All these things. They come bubbling back up, slick and sticky and fetid.

This doesn't happen every time some asshole strips me bare with words, but it happens often enough that I can string these moments like vulgar pearls onto a necklace that I can't seem to remove. I claw at the clasp and all I manage to do is wound myself, stinging rake marks onto my own throat, bleeding shame and anger at my own shame.

I will never be able to convince myself that it's not my fault, somehow. I will never stop feeling like I should have done something different, every time.

I'm doing that now. The very best thing I can do is scream in rage, howling unholy into the dark, and pray to myself that maybe this time, I can tear this part of myself out and fling it into the wind.

Saturday, November 23, 2013

On Wisdom and Character... Neither of Which Comes Naturally to Me

Patience is a virtue. ~Prudentius

Patience, n. A minor form of despair, disguised as a virtue. ~Bierce

Patience is bitter, but its fruit is sweet. ~Rousseau

Endurance is patience concentrated. ~Carlyle

Are we there yet? ~Me

You're traveling through another dimension (am i? is that why i feel so distant and strange?) -- a dimension not only of sight and sound but of mind (especially of mind dear god and boy, do i mind). A journey into a wondrous land whose boundaries are that of imagination (i certainly couldn't have imagined i'd be stretching my own boundaries so far). That's a signpost up ahead (shit. i hate the signs. i don't believe in signs... do i?). Your next stop: The Twilight Zone!

Please. That's not my next stop. I've been in this zone for quite some time now but it never becomes familiar. If and when it does, I'll know I've lost too much of myself to keep being who I think I am or I was.

I've been consciously waiting for things to change because the current situation is unacceptable as a status quo. I don't accept SNAFU as how it should be or how it will continue to be. What's keeping me going in this frozen state is that I'm sure (oh please oh please) it ends soon.

What's needing change, you ask? To be perfectly vague, I need my kid to be okay. His forced emotional state (damn you, justice, in the past) doesn't support that. In addition, I need to make this long distance epic (and I use that word in the old, non-commercially-abused sense) love into an in-our-face, right next to each other, stealing covers and putting the silverware in the wrong place in the tray, basking in each other's glow and glower and boredom and delight epic love. I need the courts to move forward. I need the government to move forward.
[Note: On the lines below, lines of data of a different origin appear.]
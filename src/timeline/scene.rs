use std::collections::{BTreeMap, BTreeSet};
use std::fs::File;
use std::io::BufReader;
use std::path::Path;

use anyhow::Context as _;
use rayon::prelude::*;

use crate::{
    animation::ops::sequence_local,
    foundation::core::{Fps, FrameIndex, FrameRange},
    foundation::error::{MotionError, MotionResult},
    foundation::math::Fnv1a64,
    timeline::track::{AnimDef, Track},
};

/// JSON-facing scene: a fixed-length timeline of sequences with animated properties.
#[derive(Clone, Debug, PartialEq, serde::Serialize, serde::Deserialize)]
pub struct SceneDef {
    /// Scene name, used in logs and error messages.
    pub name: String,
    /// Playback frame rate.
    pub fps: Fps,
    /// Length in frames; valid frames are `0..duration`.
    pub duration: u64,
    /// Time-shifted groups of properties.
    #[serde(default)]
    pub sequences: Vec<SequenceDef>,
}

/// Properties placed on the scene timeline at `from`.
///
/// Properties see `frame - from`, and the sequence contributes nothing outside
/// `[from, from + duration)`.
#[derive(Clone, Debug, PartialEq, serde::Serialize, serde::Deserialize)]
pub struct SequenceDef {
    /// Unique name within the scene; prefixes every property key.
    pub name: String,
    /// First frame on the scene timeline.
    #[serde(default)]
    pub from: u64,
    /// Active length in frames; open-ended when absent.
    #[serde(default, skip_serializing_if = "Option::is_none")]
    pub duration: Option<u64>,
    /// Animated properties by name.
    #[serde(default)]
    pub properties: BTreeMap<String, AnimDef>,
}

impl SceneDef {
    /// Parse a scene from a JSON reader.
    pub fn from_reader<R: std::io::Read>(r: R) -> MotionResult<Self> {
        serde_json::from_reader(r).map_err(|e| MotionError::serde(format!("parse scene JSON: {e}")))
    }

    /// Parse a scene from a JSON string.
    pub fn from_json_str(s: &str) -> MotionResult<Self> {
        serde_json::from_str(s).map_err(|e| MotionError::serde(format!("parse scene JSON: {e}")))
    }

    /// Parse a scene from a JSON file on disk.
    pub fn from_path(path: impl AsRef<Path>) -> MotionResult<Self> {
        let path = path.as_ref();
        let f = File::open(path)
            .with_context(|| format!("open scene JSON '{}'", path.display()))?;
        Self::from_reader(BufReader::new(f))
    }

    /// Serialize to pretty-printed JSON.
    pub fn to_json_pretty(&self) -> MotionResult<String> {
        serde_json::to_string_pretty(self)
            .map_err(|e| MotionError::serde(format!("serialize scene JSON: {e}")))
    }
}

#[derive(Clone, Debug)]
struct CompiledSequence {
    from: u64,
    end: Option<u64>, // exclusive
    tracks: Vec<(String, Track)>,
}

impl CompiledSequence {
    fn is_active(&self, frame: FrameIndex) -> bool {
        frame.0 >= self.from && self.end.is_none_or(|end| frame.0 < end)
    }
}

/// Values of every active property at one frame, keyed `"<sequence>.<property>"`.
#[derive(Clone, Debug, PartialEq, serde::Serialize)]
pub struct SceneFrame {
    /// Sampled frame.
    pub frame: FrameIndex,
    /// Property values.
    pub values: BTreeMap<String, f64>,
}

impl SceneFrame {
    /// Value of `key`, if its sequence is active at this frame.
    pub fn get(&self, key: &str) -> Option<f64> {
        self.values.get(key).copied()
    }
}

/// A compiled scene. Sampling any frame is a pure function of the frame index.
#[derive(Clone, Debug)]
pub struct Scene {
    name: String,
    fps: Fps,
    duration: u64,
    sequences: Vec<CompiledSequence>,
}

impl Scene {
    /// Validate `def` and compile all of its tracks.
    pub fn compile(def: &SceneDef) -> MotionResult<Self> {
        if def.name.trim().is_empty() {
            return Err(MotionError::validation("scene name must be non-empty"));
        }
        def.fps.validate()?;
        if def.duration == 0 {
            return Err(MotionError::validation(format!(
                "scene '{}' duration must be > 0",
                def.name
            )));
        }

        let mut seen = BTreeSet::new();
        let mut sequences = Vec::with_capacity(def.sequences.len());
        for seq in &def.sequences {
            let scope = format!("scene '{}' sequence '{}'", def.name, seq.name);
            if seq.name.is_empty() || seq.name.contains('.') {
                return Err(MotionError::validation(format!(
                    "{scope}: name must be non-empty and contain no '.'"
                )));
            }
            if !seen.insert(seq.name.as_str()) {
                return Err(MotionError::validation(format!("{scope}: duplicate name")));
            }
            if seq.from >= def.duration {
                return Err(MotionError::validation(format!(
                    "{scope}: starts at {} but the scene ends at {}",
                    seq.from, def.duration
                )));
            }
            if seq.duration == Some(0) {
                return Err(MotionError::validation(format!(
                    "{scope}: duration must be > 0"
                )));
            }

            let mut tracks = Vec::with_capacity(seq.properties.len());
            for (prop, anim) in &seq.properties {
                if prop.is_empty() {
                    return Err(MotionError::validation(format!(
                        "{scope}: property name must be non-empty"
                    )));
                }
                let track = Track::compile(anim, def.fps)
                    .map_err(|e| e.with_context(format!("{scope} property '{prop}'")))?;
                tracks.push((format!("{}.{prop}", seq.name), track));
            }

            sequences.push(CompiledSequence {
                from: seq.from,
                end: seq.duration.map(|d| seq.from.saturating_add(d)),
                tracks,
            });
        }

        tracing::debug!(
            scene = %def.name,
            sequences = sequences.len(),
            tracks = sequences.iter().map(|s| s.tracks.len()).sum::<usize>(),
            "compiled scene"
        );

        Ok(Self {
            name: def.name.clone(),
            fps: def.fps,
            duration: def.duration,
            sequences,
        })
    }

    /// Scene name.
    pub fn name(&self) -> &str {
        &self.name
    }

    /// Playback frame rate.
    pub fn fps(&self) -> Fps {
        self.fps
    }

    /// Length in frames.
    pub fn duration_frames(&self) -> u64 {
        self.duration
    }

    /// Length in seconds.
    pub fn duration_secs(&self) -> f64 {
        self.fps.frames_to_secs(self.duration)
    }

    /// Every frame of the scene.
    pub fn full_range(&self) -> FrameRange {
        FrameRange {
            start: FrameIndex(0),
            end: FrameIndex(self.duration),
        }
    }

    /// Sample every active property at `frame`.
    pub fn sample(&self, frame: FrameIndex) -> MotionResult<SceneFrame> {
        if frame.0 >= self.duration {
            return Err(MotionError::evaluation(format!(
                "frame {} is out of bounds for scene '{}' ({} frames)",
                frame.0, self.name, self.duration
            )));
        }

        let mut values = BTreeMap::new();
        for seq in self.sequences.iter().filter(|s| s.is_active(frame)) {
            let local = sequence_local(frame, seq.from);
            for (key, track) in &seq.tracks {
                values.insert(key.clone(), track.sample(local));
            }
        }
        Ok(SceneFrame { frame, values })
    }

    /// Sample a range of frames in timeline order.
    #[tracing::instrument(skip(self), fields(scene = %self.name))]
    pub fn sample_range(&self, range: FrameRange) -> MotionResult<Vec<SceneFrame>> {
        self.check_range(range)?;
        range.frames().map(|f| self.sample(f)).collect()
    }

    /// Sample a range of frames on the rayon pool.
    ///
    /// Output is identical to [`Scene::sample_range`], in timeline order.
    #[tracing::instrument(skip(self), fields(scene = %self.name))]
    pub fn sample_range_par(&self, range: FrameRange) -> MotionResult<Vec<SceneFrame>> {
        self.check_range(range)?;
        let frames: Vec<FrameIndex> = range.frames().collect();
        frames.par_iter().map(|f| self.sample(*f)).collect()
    }

    /// Hash of every sampled value in `range`, bit-exact.
    pub fn fingerprint(&self, range: FrameRange) -> MotionResult<u64> {
        let mut h = Fnv1a64::new_default();
        for frame in self.sample_range(range)? {
            h.write_u64(frame.frame.0);
            for (key, value) in &frame.values {
                h.write_bytes(key.as_bytes());
                h.write_f64(*value);
            }
        }
        Ok(h.finish())
    }

    fn check_range(&self, range: FrameRange) -> MotionResult<()> {
        if range.start.0 > range.end.0 || range.end.0 > self.duration {
            return Err(MotionError::evaluation(format!(
                "range {}..{} is out of bounds for scene '{}' ({} frames)",
                range.start.0, range.end.0, self.name, self.duration
            )));
        }
        Ok(())
    }
}

#[cfg(test)]
#[path = "../../tests/unit/timeline/scene.rs"]
mod tests;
I need my life to move forward.

Because this extended game intent on stalemate shit has got to go.

Every day and week and month and moment that passes in this swirly grey purgatory, this mundane but pregnant limbo, takes something out of me and replaces it with profound wisdom and, really, total shock at the way I'm handling these thumb screws. I'm losing my wonder but gaining strength. It's hard to think about because it hurts to accept the fact that I can't be both strong and bright (in my heart). As a little girl, even the smallest emotional slight tore my heart up. Now I feel like I'm staring at me from outside my body when broadsword blows to my emotional center barely rock me, let alone knock me off my feet. In the same way, music that moved me is now simply lovely but not profound. Clear, dark skies scattered with cold stars make me smile in a comfortable way but they don't take my breath or light me up with an electric glow anymore.
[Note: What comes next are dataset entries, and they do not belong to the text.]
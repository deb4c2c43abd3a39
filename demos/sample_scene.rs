use motionframe::{FrameIndex, Scene, SceneDef};

fn main() -> anyhow::Result<()> {
    tracing_subscriber::fmt::init();

    let s = include_str!("../tests/data/scenes/hook.json");
    let scene = Scene::compile(&SceneDef::from_json_str(s)?)?;

    for f in [0u64, 10, 20, 30, 45, 70, 80, 89] {
        let frame = scene.sample(FrameIndex(f))?;
        println!("frame {f}: {}", serde_json::to_string(&frame.values)?);
    }
    println!("fingerprint {:016x}", scene.fingerprint(scene.full_range())?);
    Ok(())
}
And that's okay, really. It's just sort of sad in a "yep, that's life" sort of way. It makes me think, though, about all the other people I know who have already done this growing up thing. All the roses with their bloom already off. I think I was a hold out. Maybe I was a late bloomer. Maybe I'm not a rose at all, but something slower and rarer like a night blooming desert flower. Or maybe I'm just getting older and the metaphors are naturally going towards the sun setting type.
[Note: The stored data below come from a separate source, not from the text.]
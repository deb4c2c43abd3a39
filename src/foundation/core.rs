use crate::foundation::error::{MotionError, MotionResult};

pub use kurbo::Vec2;

/// Absolute 0-based frame index in playback timeline space.
#[derive(
    Clone, Copy, Debug, PartialEq, Eq, PartialOrd, Ord, Hash, serde::Serialize, serde::Deserialize,
)]
pub struct FrameIndex(pub u64);

/// Half-open frame range `[start, end)` in timeline space.
#[derive(Clone, Copy, Debug, PartialEq, Eq, serde::Serialize, serde::Deserialize)]
pub struct FrameRange {
    /// Inclusive range start.
    pub start: FrameIndex,
    /// Exclusive range end.
    pub end: FrameIndex, // exclusive
}

impl FrameRange {
    /// Create a validated range with `start <= end`.
    pub fn new(start: FrameIndex, end: FrameIndex) -> MotionResult<Self> {
        if start.0 > end.0 {
            return Err(MotionError::validation("FrameRange start must be <= end"));
        }
        Ok(Self { start, end })
    }

    /// Number of frames contained in the range.
    pub fn len_frames(self) -> u64 {
        self.end.0.saturating_sub(self.start.0)
    }

    /// Return `true` when the range has no frames.
    pub fn is_empty(self) -> bool {
        self.start.0 == self.end.0
    }

    /// Return `true` when `f` is inside `[start, end)`.
    pub fn contains(self, f: FrameIndex) -> bool {
        self.start.0 <= f.0 && f.0 < self.end.0
    }

    /// Iterate every frame of the range in timeline order.
    pub fn frames(self) -> impl Iterator<Item = FrameIndex> {
        (self.start.0..self.end.0).map(FrameIndex)
    }
}

/// Frames-per-second represented as a rational `num/den`.
#[derive(Clone, Copy, Debug, PartialEq, Eq, serde::Serialize, serde::Deserialize)]
pub struct Fps {
    /// Numerator (frames).
    pub num: u32,
    /// Denominator (seconds), must be non-zero.
    pub den: u32, // must be > 0
}

impl Fps {
    /// Create a validated FPS value.
    pub fn new(num: u32, den: u32) -> MotionResult<Self> {
        let fps = Self { num, den };
        fps.validate()?;
        Ok(fps)
    }

    /// Re-check invariants, e.g. after deserialization.
    pub fn validate(self) -> MotionResult<()> {
        if self.den == 0 {
            return Err(MotionError::validation("Fps den must be > 0"));
        }
        if self.num == 0 {
            return Err(MotionError::validation("Fps num must be > 0"));
        }
        Ok(())
    }

    /// Convert to floating-point FPS.
    pub fn as_f64(self) -> f64 {
        f64::from(self.num) / f64::from(self.den)
    }

    /// Convert frame count to seconds.
    pub fn frames_to_secs(self, frames: u64) -> f64 {
        (frames as f64) * f64::from(self.den) / f64::from(self.num)
    }
}

#[cfg(test)]
#[path = "../../tests/unit/foundation/core.rs"]
mod tests;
So I'm in limbo and have been for a few years now. What am I learning from limbo? Well, I'm learning I can bend to a vulgar degree without breaking. I'm learning that fierce passion like mine can be concentrated and focused into slow burning fuel able to sustain my core through long winters of waiting.

I hate waiting. I'm also very good at it. I just didn't know that.

But now that I've had these revelations and revealed the center of my being, can we just get a move on?

No?

Okay. I'll be over here, reading all the magazines and having all the dreams and learning all the things until it's my turn to move forward. Just don't be surprised if I've rearranged the whole waiting room by the time you get to me. Because I'm here and I don't have a guide, I feel like I have a duty to future limbo dancers. I'll be leaving a map of waiting for the next poor, passionate soul. May they be as lucky as I am and have a stubborn fortitude and wells of patience and enough whimsy to make a life out of it as I have.

Either that or they can go quietly, artistically and positively mad. Which might be exactly what I'm doing. I think this is how eccentrics are made. I'll let you know when I get there.

Friday, October 25, 2013

Because I Can't Let it Go

Some weeks ago, I found myself engaged in a one-sided battle on my favourite social media site, Facebook. It was one-sided because all the pain the other person caused wasn't something I addressed. All I did was absorb it and hurt.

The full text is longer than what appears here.